PROBLEM DESCRIPTION: Starting from the first line below, count every line holding the word "repository", then state the total alone.

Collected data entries
══════

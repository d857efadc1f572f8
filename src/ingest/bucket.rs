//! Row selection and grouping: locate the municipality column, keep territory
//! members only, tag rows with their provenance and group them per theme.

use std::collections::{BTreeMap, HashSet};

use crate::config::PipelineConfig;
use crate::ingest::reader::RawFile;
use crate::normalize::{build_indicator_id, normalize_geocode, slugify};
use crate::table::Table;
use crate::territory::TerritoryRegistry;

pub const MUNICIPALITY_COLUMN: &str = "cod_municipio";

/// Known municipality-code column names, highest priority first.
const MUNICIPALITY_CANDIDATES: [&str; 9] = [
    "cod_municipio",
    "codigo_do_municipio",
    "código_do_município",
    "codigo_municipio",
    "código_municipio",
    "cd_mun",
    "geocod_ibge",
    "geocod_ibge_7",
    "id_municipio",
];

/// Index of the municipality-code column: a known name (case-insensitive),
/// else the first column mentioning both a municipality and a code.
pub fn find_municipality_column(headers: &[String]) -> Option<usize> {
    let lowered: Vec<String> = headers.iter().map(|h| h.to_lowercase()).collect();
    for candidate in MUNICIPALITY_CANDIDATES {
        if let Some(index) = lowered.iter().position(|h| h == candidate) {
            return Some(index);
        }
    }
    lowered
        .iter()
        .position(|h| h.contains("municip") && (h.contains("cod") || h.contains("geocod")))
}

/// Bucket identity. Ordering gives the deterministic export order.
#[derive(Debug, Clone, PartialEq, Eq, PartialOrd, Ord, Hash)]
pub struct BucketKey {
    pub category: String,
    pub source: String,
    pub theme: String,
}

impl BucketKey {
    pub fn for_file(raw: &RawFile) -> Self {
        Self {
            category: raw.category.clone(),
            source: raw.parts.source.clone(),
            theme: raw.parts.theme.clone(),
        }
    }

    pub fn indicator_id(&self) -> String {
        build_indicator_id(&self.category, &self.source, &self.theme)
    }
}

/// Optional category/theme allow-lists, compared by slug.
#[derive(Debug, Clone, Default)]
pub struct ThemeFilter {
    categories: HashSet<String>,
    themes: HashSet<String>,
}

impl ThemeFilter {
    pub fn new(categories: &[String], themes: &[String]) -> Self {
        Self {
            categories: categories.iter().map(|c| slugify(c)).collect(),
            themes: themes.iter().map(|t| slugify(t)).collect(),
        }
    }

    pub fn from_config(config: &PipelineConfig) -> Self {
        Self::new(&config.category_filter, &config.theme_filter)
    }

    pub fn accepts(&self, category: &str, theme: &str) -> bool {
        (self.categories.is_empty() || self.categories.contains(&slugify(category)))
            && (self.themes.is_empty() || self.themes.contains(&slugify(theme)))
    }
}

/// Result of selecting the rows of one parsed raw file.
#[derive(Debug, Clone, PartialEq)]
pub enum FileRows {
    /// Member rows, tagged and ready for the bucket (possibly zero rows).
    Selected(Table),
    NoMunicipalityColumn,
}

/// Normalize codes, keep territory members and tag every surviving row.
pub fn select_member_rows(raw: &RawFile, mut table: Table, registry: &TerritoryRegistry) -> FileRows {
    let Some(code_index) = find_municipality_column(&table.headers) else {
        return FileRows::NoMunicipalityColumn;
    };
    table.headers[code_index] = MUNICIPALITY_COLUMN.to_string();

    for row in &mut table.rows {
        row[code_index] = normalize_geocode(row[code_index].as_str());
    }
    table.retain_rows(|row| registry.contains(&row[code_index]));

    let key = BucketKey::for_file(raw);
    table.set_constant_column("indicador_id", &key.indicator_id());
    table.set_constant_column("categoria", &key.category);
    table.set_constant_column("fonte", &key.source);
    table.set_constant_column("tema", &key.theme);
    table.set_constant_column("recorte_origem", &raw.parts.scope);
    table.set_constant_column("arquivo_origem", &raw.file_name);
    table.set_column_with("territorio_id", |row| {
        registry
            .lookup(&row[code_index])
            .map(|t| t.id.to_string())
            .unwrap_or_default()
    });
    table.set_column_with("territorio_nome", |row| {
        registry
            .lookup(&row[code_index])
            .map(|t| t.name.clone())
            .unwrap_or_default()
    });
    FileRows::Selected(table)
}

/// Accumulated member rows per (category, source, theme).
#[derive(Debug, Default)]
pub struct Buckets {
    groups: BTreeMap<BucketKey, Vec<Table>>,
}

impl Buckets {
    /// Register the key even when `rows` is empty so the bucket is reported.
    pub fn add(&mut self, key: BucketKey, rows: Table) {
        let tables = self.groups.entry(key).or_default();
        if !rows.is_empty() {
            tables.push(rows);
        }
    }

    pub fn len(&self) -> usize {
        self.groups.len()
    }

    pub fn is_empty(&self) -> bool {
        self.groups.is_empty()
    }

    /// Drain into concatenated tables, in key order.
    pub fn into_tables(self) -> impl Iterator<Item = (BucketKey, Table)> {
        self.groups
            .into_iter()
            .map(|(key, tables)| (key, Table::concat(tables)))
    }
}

══════

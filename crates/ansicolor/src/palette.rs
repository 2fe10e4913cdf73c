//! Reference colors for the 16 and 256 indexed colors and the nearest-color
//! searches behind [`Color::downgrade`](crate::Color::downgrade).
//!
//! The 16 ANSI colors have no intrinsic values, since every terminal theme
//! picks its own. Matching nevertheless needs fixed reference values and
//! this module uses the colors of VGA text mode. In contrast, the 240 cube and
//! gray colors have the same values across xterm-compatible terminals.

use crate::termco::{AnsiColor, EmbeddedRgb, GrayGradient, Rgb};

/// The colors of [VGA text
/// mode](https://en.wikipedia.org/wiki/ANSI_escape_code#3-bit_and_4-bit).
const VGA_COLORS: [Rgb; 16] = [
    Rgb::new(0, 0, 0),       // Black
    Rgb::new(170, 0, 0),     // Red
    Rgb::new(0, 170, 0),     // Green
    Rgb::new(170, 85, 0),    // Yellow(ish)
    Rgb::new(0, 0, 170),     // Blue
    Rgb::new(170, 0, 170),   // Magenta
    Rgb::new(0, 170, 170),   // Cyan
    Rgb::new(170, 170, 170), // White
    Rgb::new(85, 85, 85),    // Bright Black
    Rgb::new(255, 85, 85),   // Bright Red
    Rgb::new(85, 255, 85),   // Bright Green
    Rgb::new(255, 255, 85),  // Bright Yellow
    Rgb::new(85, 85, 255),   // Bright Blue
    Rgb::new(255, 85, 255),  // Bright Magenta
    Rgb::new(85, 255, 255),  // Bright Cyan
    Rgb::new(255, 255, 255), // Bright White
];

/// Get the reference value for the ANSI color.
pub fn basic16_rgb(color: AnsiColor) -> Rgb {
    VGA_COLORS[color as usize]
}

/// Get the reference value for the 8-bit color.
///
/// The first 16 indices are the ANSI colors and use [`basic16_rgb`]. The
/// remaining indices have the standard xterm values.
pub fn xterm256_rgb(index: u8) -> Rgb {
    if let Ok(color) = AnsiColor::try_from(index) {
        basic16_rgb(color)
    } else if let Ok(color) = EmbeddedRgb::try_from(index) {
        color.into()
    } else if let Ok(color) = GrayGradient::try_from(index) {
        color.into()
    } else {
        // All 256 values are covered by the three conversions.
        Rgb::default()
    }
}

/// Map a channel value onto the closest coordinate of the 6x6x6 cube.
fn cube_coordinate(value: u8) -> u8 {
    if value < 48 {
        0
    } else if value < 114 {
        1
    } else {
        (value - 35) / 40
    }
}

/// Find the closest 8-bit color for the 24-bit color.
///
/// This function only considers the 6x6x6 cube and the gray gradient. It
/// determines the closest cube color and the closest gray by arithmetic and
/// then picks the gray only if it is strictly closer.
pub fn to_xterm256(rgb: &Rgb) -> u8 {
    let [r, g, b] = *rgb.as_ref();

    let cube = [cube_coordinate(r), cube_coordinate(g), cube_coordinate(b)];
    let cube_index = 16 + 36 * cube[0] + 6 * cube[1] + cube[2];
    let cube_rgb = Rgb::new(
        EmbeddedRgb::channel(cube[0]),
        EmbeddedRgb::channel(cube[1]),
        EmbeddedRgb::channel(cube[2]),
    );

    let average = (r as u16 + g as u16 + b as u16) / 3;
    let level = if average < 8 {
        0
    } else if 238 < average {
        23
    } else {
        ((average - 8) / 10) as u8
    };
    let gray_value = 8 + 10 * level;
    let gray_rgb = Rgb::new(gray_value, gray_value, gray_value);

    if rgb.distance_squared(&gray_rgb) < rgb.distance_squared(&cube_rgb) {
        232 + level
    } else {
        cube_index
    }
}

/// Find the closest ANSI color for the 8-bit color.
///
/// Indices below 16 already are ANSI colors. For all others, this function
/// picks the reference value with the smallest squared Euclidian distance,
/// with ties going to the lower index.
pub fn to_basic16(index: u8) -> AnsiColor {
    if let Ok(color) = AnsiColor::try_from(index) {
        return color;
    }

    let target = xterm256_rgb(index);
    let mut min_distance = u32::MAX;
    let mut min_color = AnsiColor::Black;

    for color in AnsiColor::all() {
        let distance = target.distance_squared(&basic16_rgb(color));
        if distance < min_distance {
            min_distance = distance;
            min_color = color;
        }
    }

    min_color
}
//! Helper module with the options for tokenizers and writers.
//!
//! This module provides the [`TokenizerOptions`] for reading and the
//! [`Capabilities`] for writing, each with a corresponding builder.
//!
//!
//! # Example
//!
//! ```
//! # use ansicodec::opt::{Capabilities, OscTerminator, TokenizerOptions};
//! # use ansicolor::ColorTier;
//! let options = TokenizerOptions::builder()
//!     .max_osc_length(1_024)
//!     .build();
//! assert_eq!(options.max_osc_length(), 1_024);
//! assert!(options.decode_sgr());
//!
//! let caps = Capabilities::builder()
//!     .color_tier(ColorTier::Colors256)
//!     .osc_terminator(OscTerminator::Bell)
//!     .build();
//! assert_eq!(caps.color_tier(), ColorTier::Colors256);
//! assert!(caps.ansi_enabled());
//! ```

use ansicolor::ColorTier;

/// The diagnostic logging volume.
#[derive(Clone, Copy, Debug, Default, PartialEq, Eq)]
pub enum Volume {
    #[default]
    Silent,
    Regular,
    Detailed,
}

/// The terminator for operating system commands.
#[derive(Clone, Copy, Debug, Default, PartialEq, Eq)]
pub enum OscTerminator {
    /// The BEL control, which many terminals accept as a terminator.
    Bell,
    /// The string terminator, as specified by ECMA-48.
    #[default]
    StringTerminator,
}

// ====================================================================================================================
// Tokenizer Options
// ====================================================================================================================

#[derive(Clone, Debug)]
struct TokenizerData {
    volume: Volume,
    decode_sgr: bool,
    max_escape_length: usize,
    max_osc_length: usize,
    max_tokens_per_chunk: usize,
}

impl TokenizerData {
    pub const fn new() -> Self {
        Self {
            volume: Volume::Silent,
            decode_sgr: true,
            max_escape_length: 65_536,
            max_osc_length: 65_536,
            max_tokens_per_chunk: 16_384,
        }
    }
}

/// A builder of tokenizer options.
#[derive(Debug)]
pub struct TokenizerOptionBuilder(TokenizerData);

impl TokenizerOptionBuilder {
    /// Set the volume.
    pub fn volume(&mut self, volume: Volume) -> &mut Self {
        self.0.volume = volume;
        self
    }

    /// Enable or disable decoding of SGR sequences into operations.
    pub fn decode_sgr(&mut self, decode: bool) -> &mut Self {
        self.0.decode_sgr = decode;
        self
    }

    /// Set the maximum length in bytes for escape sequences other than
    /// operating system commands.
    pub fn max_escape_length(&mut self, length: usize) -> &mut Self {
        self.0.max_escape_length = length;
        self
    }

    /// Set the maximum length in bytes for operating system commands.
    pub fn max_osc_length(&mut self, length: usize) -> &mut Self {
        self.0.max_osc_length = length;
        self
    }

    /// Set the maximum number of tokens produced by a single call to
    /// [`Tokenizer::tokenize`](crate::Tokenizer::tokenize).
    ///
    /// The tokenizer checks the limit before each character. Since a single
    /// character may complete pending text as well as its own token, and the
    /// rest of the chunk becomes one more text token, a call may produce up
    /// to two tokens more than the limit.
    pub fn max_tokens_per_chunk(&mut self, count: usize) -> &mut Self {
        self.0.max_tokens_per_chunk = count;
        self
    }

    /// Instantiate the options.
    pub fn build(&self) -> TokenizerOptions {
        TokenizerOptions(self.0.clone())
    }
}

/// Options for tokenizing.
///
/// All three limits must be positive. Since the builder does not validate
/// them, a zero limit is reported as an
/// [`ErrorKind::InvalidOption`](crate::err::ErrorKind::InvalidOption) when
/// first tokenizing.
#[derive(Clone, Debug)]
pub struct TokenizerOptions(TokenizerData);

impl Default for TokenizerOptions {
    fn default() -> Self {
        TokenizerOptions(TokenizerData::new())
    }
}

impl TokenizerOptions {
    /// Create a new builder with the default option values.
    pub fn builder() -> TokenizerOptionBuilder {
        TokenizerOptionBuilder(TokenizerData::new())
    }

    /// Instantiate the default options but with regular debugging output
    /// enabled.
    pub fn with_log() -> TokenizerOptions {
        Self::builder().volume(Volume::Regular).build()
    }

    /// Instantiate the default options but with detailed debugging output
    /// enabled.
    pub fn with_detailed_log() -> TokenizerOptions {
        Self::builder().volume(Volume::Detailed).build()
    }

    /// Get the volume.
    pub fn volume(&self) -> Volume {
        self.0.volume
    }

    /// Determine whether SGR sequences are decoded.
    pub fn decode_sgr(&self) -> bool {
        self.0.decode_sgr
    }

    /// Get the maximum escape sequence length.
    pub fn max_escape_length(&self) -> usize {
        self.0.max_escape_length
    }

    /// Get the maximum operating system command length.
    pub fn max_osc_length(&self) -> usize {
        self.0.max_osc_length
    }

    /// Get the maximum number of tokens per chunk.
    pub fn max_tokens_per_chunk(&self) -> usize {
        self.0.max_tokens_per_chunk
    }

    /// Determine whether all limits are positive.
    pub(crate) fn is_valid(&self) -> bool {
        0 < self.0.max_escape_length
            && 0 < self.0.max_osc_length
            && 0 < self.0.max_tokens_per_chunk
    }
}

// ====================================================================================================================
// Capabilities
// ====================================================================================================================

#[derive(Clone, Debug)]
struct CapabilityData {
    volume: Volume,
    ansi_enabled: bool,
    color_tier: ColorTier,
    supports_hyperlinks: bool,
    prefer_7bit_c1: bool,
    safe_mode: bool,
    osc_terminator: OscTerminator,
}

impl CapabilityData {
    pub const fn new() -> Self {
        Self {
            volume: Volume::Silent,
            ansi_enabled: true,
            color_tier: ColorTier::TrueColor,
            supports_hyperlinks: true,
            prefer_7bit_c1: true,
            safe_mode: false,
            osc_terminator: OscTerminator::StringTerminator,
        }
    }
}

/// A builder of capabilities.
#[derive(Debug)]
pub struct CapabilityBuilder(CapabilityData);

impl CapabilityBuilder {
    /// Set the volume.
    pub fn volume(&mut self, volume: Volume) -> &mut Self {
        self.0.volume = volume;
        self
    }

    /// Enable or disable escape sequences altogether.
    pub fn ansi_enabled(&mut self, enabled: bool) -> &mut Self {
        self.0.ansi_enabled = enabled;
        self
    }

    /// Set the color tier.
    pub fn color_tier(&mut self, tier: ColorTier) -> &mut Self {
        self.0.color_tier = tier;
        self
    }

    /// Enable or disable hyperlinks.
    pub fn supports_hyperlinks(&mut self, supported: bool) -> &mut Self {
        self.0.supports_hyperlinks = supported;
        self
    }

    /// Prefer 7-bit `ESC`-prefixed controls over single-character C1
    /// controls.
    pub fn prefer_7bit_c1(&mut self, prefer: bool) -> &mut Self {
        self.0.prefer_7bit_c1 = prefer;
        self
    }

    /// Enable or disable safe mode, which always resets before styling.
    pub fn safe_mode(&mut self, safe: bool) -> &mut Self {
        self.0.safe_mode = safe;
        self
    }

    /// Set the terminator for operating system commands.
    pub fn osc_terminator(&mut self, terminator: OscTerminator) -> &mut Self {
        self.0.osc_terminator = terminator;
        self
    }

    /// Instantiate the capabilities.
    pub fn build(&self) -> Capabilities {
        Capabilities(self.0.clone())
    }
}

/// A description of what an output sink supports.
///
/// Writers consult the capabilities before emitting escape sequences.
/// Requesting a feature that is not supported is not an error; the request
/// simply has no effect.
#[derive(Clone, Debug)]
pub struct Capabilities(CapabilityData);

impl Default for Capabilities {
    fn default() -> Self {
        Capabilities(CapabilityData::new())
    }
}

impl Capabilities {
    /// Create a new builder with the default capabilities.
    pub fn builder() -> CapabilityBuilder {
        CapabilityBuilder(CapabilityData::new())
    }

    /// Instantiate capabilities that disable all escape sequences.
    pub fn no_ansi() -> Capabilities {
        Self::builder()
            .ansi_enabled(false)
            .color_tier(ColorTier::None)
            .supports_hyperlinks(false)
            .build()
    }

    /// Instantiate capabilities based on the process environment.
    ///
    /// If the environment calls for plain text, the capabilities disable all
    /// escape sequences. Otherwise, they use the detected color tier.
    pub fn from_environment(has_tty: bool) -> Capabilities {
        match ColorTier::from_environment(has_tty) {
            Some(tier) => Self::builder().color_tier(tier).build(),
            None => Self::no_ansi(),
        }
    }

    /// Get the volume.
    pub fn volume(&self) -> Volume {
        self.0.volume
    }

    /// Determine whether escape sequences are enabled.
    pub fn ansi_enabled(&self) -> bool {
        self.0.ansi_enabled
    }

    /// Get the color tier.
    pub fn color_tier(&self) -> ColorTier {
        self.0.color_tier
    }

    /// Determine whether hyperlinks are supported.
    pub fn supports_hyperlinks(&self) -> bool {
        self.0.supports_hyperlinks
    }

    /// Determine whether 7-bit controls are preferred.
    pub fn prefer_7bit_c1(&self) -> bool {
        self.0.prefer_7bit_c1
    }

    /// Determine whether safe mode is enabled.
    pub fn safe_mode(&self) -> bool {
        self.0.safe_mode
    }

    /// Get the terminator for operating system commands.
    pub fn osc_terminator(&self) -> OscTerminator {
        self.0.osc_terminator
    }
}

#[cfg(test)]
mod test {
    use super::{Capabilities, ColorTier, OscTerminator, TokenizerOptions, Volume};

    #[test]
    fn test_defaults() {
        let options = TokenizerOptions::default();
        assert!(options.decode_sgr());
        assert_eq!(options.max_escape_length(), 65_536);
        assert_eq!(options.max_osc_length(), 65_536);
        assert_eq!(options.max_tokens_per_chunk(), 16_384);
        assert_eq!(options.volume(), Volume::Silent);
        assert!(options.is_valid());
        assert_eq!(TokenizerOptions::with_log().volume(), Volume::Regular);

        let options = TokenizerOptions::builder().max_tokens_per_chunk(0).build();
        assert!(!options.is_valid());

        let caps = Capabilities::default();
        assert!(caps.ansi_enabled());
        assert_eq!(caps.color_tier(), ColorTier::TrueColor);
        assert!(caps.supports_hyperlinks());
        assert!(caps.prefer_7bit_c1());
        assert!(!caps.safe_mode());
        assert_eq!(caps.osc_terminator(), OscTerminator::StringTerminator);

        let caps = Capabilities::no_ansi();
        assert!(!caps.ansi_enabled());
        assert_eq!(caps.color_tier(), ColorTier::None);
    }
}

══════

RESULT FOR THIS EXERCISE: 2